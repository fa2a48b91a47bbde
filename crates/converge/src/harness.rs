//! Bringing one resource in line with its desired state

use crate::context::ApplyContext;
use crate::event::{Event, EventStatus};
use crate::persistence::Persistence;
use crate::reference::ResourceRef;
use crate::resource::Resource;
use crate::status::ResourceStatus;
use crate::types::{ENSURE, PropertyMap, Value, absent, format_value, is_absent};
use chrono::{DateTime, Local};
use std::time::Instant;

/// Compares current and desired state and syncs the difference
#[derive(Debug, Clone, Default)]
pub struct ResourceHarness {
    ignore_schedules: bool,
    now: Option<DateTime<Local>>,
}

impl ResourceHarness {
    pub fn new(ignore_schedules: bool, now: Option<DateTime<Local>>) -> Self {
        Self {
            ignore_schedules,
            now,
        }
    }

    /// Whether the resource's schedule allows it to run now
    pub fn scheduled(&self, resource: &dyn Resource) -> bool {
        let Some(schedule) = &resource.meta().schedule else {
            return true;
        };
        if self.ignore_schedules {
            return true;
        }
        let now = self.now.unwrap_or_else(Local::now);
        let matches = schedule.matches(now);
        if !matches {
            log::debug!(
                "{}: Not scheduled ({} does not match {})",
                resource.reference(),
                schedule.name,
                now.format("%a %H:%M")
            );
        }
        matches
    }

    /// Evaluate `resource` and return what happened
    ///
    /// Errors never escape: a failed retrieval or sync is recorded on the
    /// returned status.
    pub fn evaluate(
        &self,
        resource: &mut dyn Resource,
        prefetched: Option<&PropertyMap>,
        noop: bool,
        persistence: &mut dyn Persistence,
    ) -> ResourceStatus {
        let started = Instant::now();
        let mut status = ResourceStatus::new(resource);
        let noop = noop || resource.meta().noop;
        let ctx = ApplyContext::new(noop).with_prefetched(prefetched);

        let current = match prefetched {
            Some(state) => Ok(state.clone()),
            None => resource.current_state(&ctx),
        };
        match current {
            Ok(current) => {
                let mut sync = PropertySync {
                    resource,
                    ctx: &ctx,
                    persistence,
                    status: &mut status,
                };
                sync.run(&current);
            }
            Err(err) => status.failed_because(&err),
        }

        status.evaluation_time = Some(started.elapsed().as_secs_f64());
        status
    }
}

/// One evaluation in progress
struct PropertySync<'a, 'c> {
    resource: &'a mut dyn Resource,
    ctx: &'a ApplyContext<'c>,
    persistence: &'a mut dyn Persistence,
    status: &'a mut ResourceStatus,
}

impl PropertySync<'_, '_> {
    fn run(&mut self, current: &PropertyMap) {
        let desired = self.resource.desired_state();
        let reference = self.resource.reference().clone();

        if let Some(wanted) = desired.get(ENSURE) {
            let have = current.get(ENSURE).cloned().unwrap_or_else(absent);
            if have != *wanted {
                self.sync_property(&reference, ENSURE, have, wanted);
                self.finish();
                return;
            }
            self.persistence
                .set_system_value(&reference, ENSURE, wanted.clone());
            if is_absent(wanted) {
                return;
            }
        } else if current.get(ENSURE).is_some_and(is_absent) {
            log::debug!("{reference}: Nothing to manage: no ensure and the resource doesn't exist");
            return;
        }

        for (property, wanted) in desired.iter().filter(|(name, _)| name.as_str() != ENSURE) {
            let have = current.get(property).cloned().unwrap_or_else(absent);
            if have == *wanted {
                self.persistence
                    .set_system_value(&reference, property, wanted.clone());
            } else {
                self.sync_property(&reference, property, have, wanted);
            }
        }
        self.finish();
    }

    fn sync_property(&mut self, reference: &ResourceRef, property: &str, have: Value, wanted: &Value) {
        let historical = self.persistence.get_system_value(reference, property);
        let name = event_name(reference, property, &have, wanted);
        let mut event = Event::for_property(name, reference.clone(), property, have.clone(), wanted.clone());
        event.historical_value = historical.clone();
        event.calculate_corrective_change(historical.as_ref());

        let persisted = if self.ctx.noop {
            event.status = EventStatus::Noop;
            event.message = format!(
                "current_value {}, should be {} (noop)",
                format_value(&have),
                format_value(wanted)
            );
            historical.unwrap_or(have)
        } else {
            match self.resource.sync(property, wanted, self.ctx) {
                Ok(()) => {
                    event.message = change_message(property, &have, wanted);
                    wanted.clone()
                }
                Err(err) => {
                    event.status = EventStatus::Failure;
                    event.message = format!(
                        "change from {} to {} failed: {err:#}",
                        format_value(&have),
                        format_value(wanted)
                    );
                    historical.unwrap_or(have)
                }
            }
        };

        if event.corrective_change && event.status != EventStatus::Failure {
            event.message.push_str(" (corrective)");
        }
        event.send_log();
        self.persistence.set_system_value(reference, property, persisted);
        self.status.add_event(event);
    }

    fn finish(&mut self) {
        if self.ctx.noop || !self.status.changed {
            return;
        }
        if let Err(err) = self.resource.flush() {
            self.status.failed_because(&err);
        }
    }
}

fn event_name(reference: &ResourceRef, property: &str, have: &Value, wanted: &Value) -> String {
    if property != ENSURE {
        return format!("{property}_changed");
    }
    let type_name = reference.type_name().replace("::", "_");
    if is_absent(have) {
        format!("{type_name}_created")
    } else if is_absent(wanted) {
        format!("{type_name}_removed")
    } else {
        format!("{type_name}_changed")
    }
}

fn change_message(property: &str, have: &Value, wanted: &Value) -> String {
    if property == ENSURE {
        if is_absent(have) {
            return "created".to_string();
        }
        if is_absent(wanted) {
            return "removed".to_string();
        }
    }
    if is_absent(have) {
        format!("defined '{property}' as {}", format_value(wanted))
    } else if is_absent(wanted) {
        format!("undefined '{property}' from {}", format_value(have))
    } else {
        format!(
            "{property} changed {} to {}",
            format_value(have),
            format_value(wanted)
        )
    }
}

#[cfg(test)]
mod tests {
    use super::*;
    use crate::persistence::TransactionStore;
    use crate::schedule::Schedule;
    use crate::testing::{Journal, TestResource};
    use chrono::{TimeZone, Weekday};
    use serde_json::json;

    fn evaluate(resource: &mut TestResource, noop: bool, store: &mut TransactionStore) -> ResourceStatus {
        ResourceHarness::default().evaluate(resource, None, noop, store)
    }

    #[test]
    fn test_in_sync_resource_has_no_events() {
        let mut resource = TestResource::new("notify", "a")
            .wants("message", json!("hi"))
            .has("message", json!("hi"));
        let status = evaluate(&mut resource, false, &mut TransactionStore::in_memory());
        assert!(status.events.is_empty());
        assert!(!status.changed);
    }

    #[test]
    fn test_property_change() {
        let journal = Journal::default();
        let mut resource = TestResource::new("notify", "a")
            .journal(&journal)
            .wants("message", json!("new"))
            .has("message", json!("old"));
        let mut store = TransactionStore::in_memory();
        let status = evaluate(&mut resource, false, &mut store);

        assert!(status.changed);
        assert_eq!(status.events.len(), 1);
        let event = &status.events[0];
        assert_eq!(event.name.as_str(), "message_changed");
        assert_eq!(event.message, "message changed 'old' to 'new'");
        assert_eq!(resource.system_value("message"), Some(json!("new")));
        assert_eq!(journal.entries(), vec!["sync Notify[a] message", "flush Notify[a]"]);
        assert_eq!(store.pending(resource.reference(), "message"), Some(&json!("new")));
    }

    #[test]
    fn test_defined_and_undefined_messages() {
        assert_eq!(change_message("mode", &absent(), &json!("0644")), "defined 'mode' as '0644'");
        assert_eq!(change_message("mode", &json!("0644"), &absent()), "undefined 'mode' from '0644'");
    }

    #[test]
    fn test_ensure_created_skips_other_properties() {
        let journal = Journal::default();
        let mut resource = TestResource::new("file", "/tmp/x")
            .journal(&journal)
            .wants(ENSURE, json!("present"))
            .wants("mode", json!("0644"));
        let status = evaluate(&mut resource, false, &mut TransactionStore::in_memory());

        assert_eq!(status.events.len(), 1);
        assert_eq!(status.events[0].name.as_str(), "file_created");
        assert_eq!(status.events[0].message, "created");
        assert_eq!(journal.with_prefix("sync "), vec!["File[/tmp/x] ensure"]);
    }

    #[test]
    fn test_ensure_removed() {
        let mut resource = TestResource::new("file", "/tmp/x")
            .wants(ENSURE, json!("absent"))
            .has(ENSURE, json!("present"));
        let status = evaluate(&mut resource, false, &mut TransactionStore::in_memory());
        assert_eq!(status.events[0].name.as_str(), "file_removed");
        assert_eq!(status.events[0].message, "removed");
    }

    #[test]
    fn test_absent_without_ensure_is_not_managed() {
        let journal = Journal::default();
        let mut resource = TestResource::new("file", "/tmp/x")
            .journal(&journal)
            .wants("mode", json!("0644"))
            .has(ENSURE, json!("absent"));
        let status = evaluate(&mut resource, false, &mut TransactionStore::in_memory());
        assert!(status.events.is_empty());
        assert!(journal.entries().is_empty());
    }

    #[test]
    fn test_noop_does_not_sync() {
        let journal = Journal::default();
        let mut resource = TestResource::new("notify", "a")
            .journal(&journal)
            .wants("message", json!("new"))
            .has("message", json!("old"));
        let status = evaluate(&mut resource, true, &mut TransactionStore::in_memory());

        assert!(!status.changed);
        assert!(status.out_of_sync);
        assert_eq!(status.events[0].status, EventStatus::Noop);
        assert_eq!(status.events[0].message, "current_value 'old', should be 'new' (noop)");
        assert!(journal.entries().is_empty());
    }

    #[test]
    fn test_resource_noop_flag() {
        let mut resource = TestResource::new("notify", "a")
            .with_meta(|m| m.noop(true))
            .wants("message", json!("new"));
        let status = evaluate(&mut resource, false, &mut TransactionStore::in_memory());
        assert_eq!(status.events[0].status, EventStatus::Noop);
    }

    #[test]
    fn test_sync_failure() {
        let journal = Journal::default();
        let mut resource = TestResource::new("notify", "a")
            .journal(&journal)
            .wants("message", json!("new"))
            .has("message", json!("old"))
            .failing_sync("message");
        let mut store = TransactionStore::in_memory();
        let status = evaluate(&mut resource, false, &mut store);

        assert!(status.failed);
        assert!(!status.changed);
        assert_eq!(
            status.events[0].message,
            "change from 'old' to 'new' failed: sync of message refused"
        );
        assert_eq!(store.pending(resource.reference(), "message"), Some(&json!("old")));
        assert!(journal.with_prefix("flush ").is_empty());
    }

    #[test]
    fn test_retrieve_failure() {
        let mut resource = TestResource::new("notify", "a").wants("message", json!("x"));
        resource.failing_retrieve = true;
        let status = evaluate(&mut resource, false, &mut TransactionStore::in_memory());
        assert!(status.failed);
        assert_eq!(status.events[0].message, "Could not evaluate: cannot read Notify[a]");
    }

    #[test]
    fn test_prefetched_state_is_used() {
        let mut resource = TestResource::new("package", "vim").wants(ENSURE, json!("present"));
        resource.failing_retrieve = true;
        let prefetched: PropertyMap = [(ENSURE.to_string(), json!("present"))].into();
        let status = ResourceHarness::default().evaluate(
            &mut resource,
            Some(&prefetched),
            false,
            &mut TransactionStore::in_memory(),
        );
        assert!(!status.failed);
        assert!(status.events.is_empty());
    }

    #[test]
    fn test_corrective_change() {
        let dir = tempfile::TempDir::new().unwrap();
        let path = dir.path().join("store.json");
        let mut first = TransactionStore::load(&path);
        let reference = ResourceRef::new("notify", "a");
        first.set_system_value(&reference, "message", json!("hi"));
        first.save().unwrap();

        let mut store = TransactionStore::load(&path);
        let mut resource = TestResource::new("notify", "a")
            .wants("message", json!("hi"))
            .has("message", json!("drifted"));
        let status = evaluate(&mut resource, false, &mut store);

        assert!(status.corrective_change);
        assert!(status.events[0].message.ends_with(" (corrective)"));
        assert_eq!(status.events[0].historical_value, Some(json!("hi")));
    }

    #[test]
    fn test_scheduled() {
        let saturday_night = Local.with_ymd_and_hms(2026, 1, 3, 3, 0, 0).single().unwrap();
        let schedule = Schedule::new("weekend")
            .on([Weekday::Sat])
            .between("02:00 - 04:00".parse().unwrap());
        let resource = TestResource::new("notify", "a").with_meta(|m| m.with_schedule(schedule));

        assert!(ResourceHarness::new(false, Some(saturday_night)).scheduled(&resource));
        let monday = Local.with_ymd_and_hms(2026, 1, 5, 3, 0, 0).single().unwrap();
        assert!(!ResourceHarness::new(false, Some(monday)).scheduled(&resource));
        assert!(ResourceHarness::new(true, Some(monday)).scheduled(&resource));
        assert!(ResourceHarness::default().scheduled(&TestResource::new("notify", "b")));
    }
}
****************************************
Work instruction: Everything above from the line with "status.evaluation_time = Some(started.elapsed().as_secs_f64());" to the line with "if have != *wanted", both included, must be repeated exactly, and nothing outside that range.

Solution to the exercise:
        status.evaluation_time = Some(started.elapsed().as_secs_f64());
        status
    }
}

/// One evaluation in progress
struct PropertySync<'a, 'c> {
    resource: &'a mut dyn Resource,
    ctx: &'a ApplyContext<'c>,
    persistence: &'a mut dyn Persistence,
    status: &'a mut ResourceStatus,
}

impl PropertySync<'_, '_> {
    fn run(&mut self, current: &PropertyMap) {
        let desired = self.resource.desired_state();
        let reference = self.resource.reference().clone();

        if let Some(wanted) = desired.get(ENSURE) {
            let have = current.get(ENSURE).cloned().unwrap_or_else(absent);
            if have != *wanted {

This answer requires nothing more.